Problem statement>
Go over the data and keep only the lines that include "crate".

Records supplied>
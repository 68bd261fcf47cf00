use std::cell::RefCell;
use std::rc::Rc;

use crate::CardData;
use crate::CardMarkup;
use crate::QueryBuilder;
use crate::card_markup::ITEMS_TOKEN;
use crate::html::strip_whitespace;
use crate::site::FieldSchema;
use crate::site::PostQuery;

/// Renders a view for one result: `(view_id, post_id) -> html`.
pub type ItemRenderer<'a> = &'a dyn Fn(u64, u64) -> String;

/// One card bound to its query results.
pub struct AcfCard<'a, S: FieldSchema + PostQuery + ?Sized> {
	card: Rc<CardData>,
	site: &'a S,
	query_builder: &'a QueryBuilder,
	card_markup: &'a RefCell<CardMarkup>,
	html: String,
	pages_amount: u64,
	post_ids: Vec<u64>,
}

impl<'a, S: FieldSchema + PostQuery + ?Sized> AcfCard<'a, S> {
	pub fn new(
		card: Rc<CardData>,
		site: &'a S,
		query_builder: &'a QueryBuilder,
		card_markup: &'a RefCell<CardMarkup>,
	) -> Self {
		Self {
			card,
			site,
			query_builder,
			card_markup,
			html: String::new(),
			pages_amount: 0,
			post_ids: Vec::new(),
		}
	}

	/// Query the requested page, render every result through the card's
	/// view and place the items into the skeleton.
	pub fn query_posts_and_insert_data(
		&mut self,
		page_number: u64,
		is_minify: bool,
		is_append_only: bool,
		render_item: ItemRenderer<'_>,
	) {
		let posts = self
			.query_builder
			.posts_data(&self.card, page_number, self.site);
		self.pages_amount = posts.pages_amount;
		self.post_ids = posts.post_ids;

		let mut items: String = self
			.post_ids
			.iter()
			.map(|post_id| render_item(self.card.acf_view_id, *post_id))
			.collect();

		if items.is_empty() && !self.card.no_posts_found_message.is_empty() {
			items = CardMarkup::no_posts_message(&self.card.no_posts_found_message);
		}

		let mut skeleton = self.card_markup.borrow_mut().skeleton(
			&self.card,
			is_append_only,
			false,
			self.pages_amount,
		);

		if is_minify {
			skeleton = strip_whitespace(&skeleton);
		}

		self.html = skeleton.replace(ITEMS_TOKEN, &items);
	}

	pub fn pages_amount(&self) -> u64 {
		self.pages_amount
	}

	pub fn post_ids(&self) -> &[u64] {
		&self.post_ids
	}

	pub fn html(&self) -> &str {
		&self.html
	}

	pub fn into_html(self) -> String {
		self.html
	}
}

Response>
use crate::CardData;
use crate::CardMarkup;
use crate::QueryBuilder;
use crate::card_markup::ITEMS_TOKEN;
use crate::html::strip_whitespace;
use crate::site::FieldSchema;
use crate::site::PostQuery;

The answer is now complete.